In the UK, USA, Germany and Australia, WDC has teams on the ground that it employs. And in Argentina it works closely with Fundación Cethus (with whom it developed an acoustic tool) on the conservation and welfare of whales, dolphins and porpoises (cetaceans).
Whale and Dolphin Conservation is a proud and self-declared animal rights group, which campaigns at IWC’s and CITES’ CoPs, and within the EU and other institutions, ‘to have legal rights granted to whales and dolphins’. It is equally committed, it says, to making the seas healthy, which, in its view, ‘necessitates curtailing commercial fishing, oil and gas drilling, as well as shipping’. And it wants to put an end to bycatch, which, IWMC believes, is a totally unrealistic aspiration, unless, that is, capture fisheries are abolished. This suggests that WDC’s unarticulated, de facto, goal is to end capture fisheries. Furthermore, WDC wants to outlaw the ‘holding of whales and dolphins in captivity’ and put a stop to all whaling on the high seas.

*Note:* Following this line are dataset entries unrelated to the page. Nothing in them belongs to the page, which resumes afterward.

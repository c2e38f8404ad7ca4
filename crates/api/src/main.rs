use std::net::SocketAddr;
use std::time::Duration;

use tracing_subscriber::{layer::SubscriberExt, util::SubscriberInitExt};

use comfyrun_api::background;
use comfyrun_api::config::AppConfig;
use comfyrun_api::router::build_app_router;
use comfyrun_api::state::AppState;

#[tokio::main]
async fn main() {
    dotenvy::dotenv().ok();

    // --- Tracing ---
    tracing_subscriber::registry()
        .with(
            tracing_subscriber::EnvFilter::try_from_default_env().unwrap_or_else(|_| {
                "comfyrun_api=info,comfyrun_worker=info,comfyrun_pipeline=info,comfyui=info,tower_http=info"
                    .into()
            }),
        )
        .with(tracing_subscriber::fmt::layer())
        .init();

    // --- Configuration ---
    let config = AppConfig::from_env();
    for warning in config.warnings() {
        tracing::warn!("{warning}");
    }
    tracing::info!(
        host = %config.server.host,
        port = config.server.port,
        comfyui_url = %config.comfyui_url(),
        remote_configured = config.runpod.is_some(),
        "Loaded configuration",
    );

    // --- App state ---
    let state = AppState::from_config(config);
    let supervisor = state.supervisor.clone();

    // --- Engine warm-up ---
    // A failed start is retried by the first request.
    let warmup = {
        let supervisor = supervisor.clone();
        tokio::spawn(async move {
            match supervisor.start().await {
                Ok(()) => tracing::info!("ComfyUI ready"),
                Err(e) => tracing::error!(error = %e, "ComfyUI failed to start, will retry on first request"),
            }
        })
    };

    // --- Output sweep ---
    let sweep_cancel = tokio_util::sync::CancellationToken::new();
    let sweep_handle = tokio::spawn(background::run_output_sweep(
        state.config.paths.comfyui_output.clone(),
        Duration::from_secs(state.config.handler.cleanup_age_secs),
        sweep_cancel.clone(),
    ));

    // --- Router ---
    let addr = SocketAddr::new(
        state.config.server.host.parse().expect("Invalid HOST address"),
        state.config.server.port,
    );
    let app = build_app_router(state.clone(), &state.config.server);

    // --- Start server ---
    tracing::info!(%addr, "Starting server");
    let listener = tokio::net::TcpListener::bind(addr)
        .await
        .expect("Failed to bind to address");

    axum::serve(listener, app)
        .with_graceful_shutdown(shutdown_signal())
        .await
        .expect("Server error");

    // --- Post-shutdown cleanup ---
    tracing::info!("Server stopped accepting connections, cleaning up");

    warmup.abort();
    supervisor.shutdown().await;
    tracing::info!("ComfyUI stopped");

    sweep_cancel.cancel();
    let _ = tokio::time::timeout(Duration::from_secs(5), sweep_handle).await;
    tracing::info!("Output sweep stopped");

    tracing::info!("Graceful shutdown complete");
}

/// Wait for a termination signal to initiate graceful shutdown.
///
/// Handles both SIGINT (Ctrl-C) and SIGTERM (on Unix) so the engine
/// process is killed whether stopped interactively or by a container
/// runtime.
async fn shutdown_signal() {
    let ctrl_c = async {
        tokio::signal::ctrl_c()
            .await
            .expect("Failed to install Ctrl-C handler");
    };

    #[cfg(unix)]
    let terminate = async {
        tokio::signal::unix::signal(tokio::signal::unix::SignalKind::terminate())
            .expect("Failed to install SIGTERM handler")
            .recv()
            .await;
    };

    #[cfg(not(unix))]
    let terminate = std::future::pending::<()>();

    tokio::select! {
        () = ctrl_c => {
            tracing::info!("Received SIGINT (Ctrl-C), starting graceful shutdown");
        }
        () = terminate => {
            tracing::info!("Received SIGTERM, starting graceful shutdown");
        }
    }
}
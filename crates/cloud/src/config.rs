use comfyrun_core::error::CoreError;

/// Default RunPod v2 API base URL.
pub const DEFAULT_API_BASE: &str = "https://api.runpod.ai/v2";

/// Credentials and endpoint for the RunPod queue.
///
/// | Env var              | Default                    |
/// |----------------------|----------------------------|
/// | `RUNPOD_API_KEY`     | (required)                 |
/// | `RUNPOD_ENDPOINT_ID` | (required)                 |
/// | `RUNPOD_API_BASE`    | `https://api.runpod.ai/v2` |
#[derive(Debug, Clone)]
pub struct RunPodConfig {
    pub api_key: String,
    pub endpoint_id: String,
    pub api_base: String,
}

impl RunPodConfig {
    /// Load from the environment. Returns `None` when either the key or
    /// the endpoint id is unset, so the service can start without remote
    /// support.
    pub fn from_env() -> Option<Self> {
        let api_key = non_empty_var("RUNPOD_API_KEY")?;
        let endpoint_id = non_empty_var("RUNPOD_ENDPOINT_ID")?;
        let api_base =
            non_empty_var("RUNPOD_API_BASE").unwrap_or_else(|| DEFAULT_API_BASE.to_string());
        Some(Self {
            api_key,
            endpoint_id,
            api_base,
        })
    }

    /// Like [`from_env`](Self::from_env) but fails with a configuration
    /// error naming what is missing.
    pub fn require() -> Result<Self, CoreError> {
        Self::from_env().ok_or_else(|| {
            CoreError::Configuration(
                "RUNPOD_API_KEY and RUNPOD_ENDPOINT_ID must both be set for remote execution"
                    .into(),
            )
        })
    }

    /// `{api_base}/{endpoint_id}` with no trailing slash.
    pub fn endpoint_url(&self) -> String {
        format!(
            "{}/{}",
            self.api_base.trim_end_matches('/'),
            self.endpoint_id
        )
    }
}

fn non_empty_var(name: &str) -> Option<String> {
    std::env::var(name).ok().filter(|v| !v.trim().is_empty())
}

According to its report and financial statements for 2019 – 2018, WDC created the world’s first sanctuary for captive whales in association with the SEA LIFE Trust.
Under our achievements, WDC highlights how in 2017 it persuaded the EU Parliament to urge the EU Commission to ‘stop whale meat being moved through EU ports’ (See here). WDC further boasts about how in 2018 it ‘forced Radisson hotels to stop selling whale meat at the Park Inn Radisson in Iceland’. Also in 2018, it took partial credit for the call by CITES’ Standing Committee 70, in Sochi, Russia, for ‘Japan to halt hunting sei whales in international waters’ (See here).
Leaders
Whale and Dolphin Conservation’s 80-strong staff is led by Chris Butler-Stroud.
Governance
The organization is overseen by trustees, led by its chairperson, Dr. Lisa Drewe, author of Islandeering: Adventures Around the Edge of Britain’s Hidden Islands, who joined the organisation in 2016.
Finance
According to the Trustees, WDC’s income in 2019 was £3,914,549 and its expenditure was £3,378,364, including the cost of raising funds, which amounted to £969,947.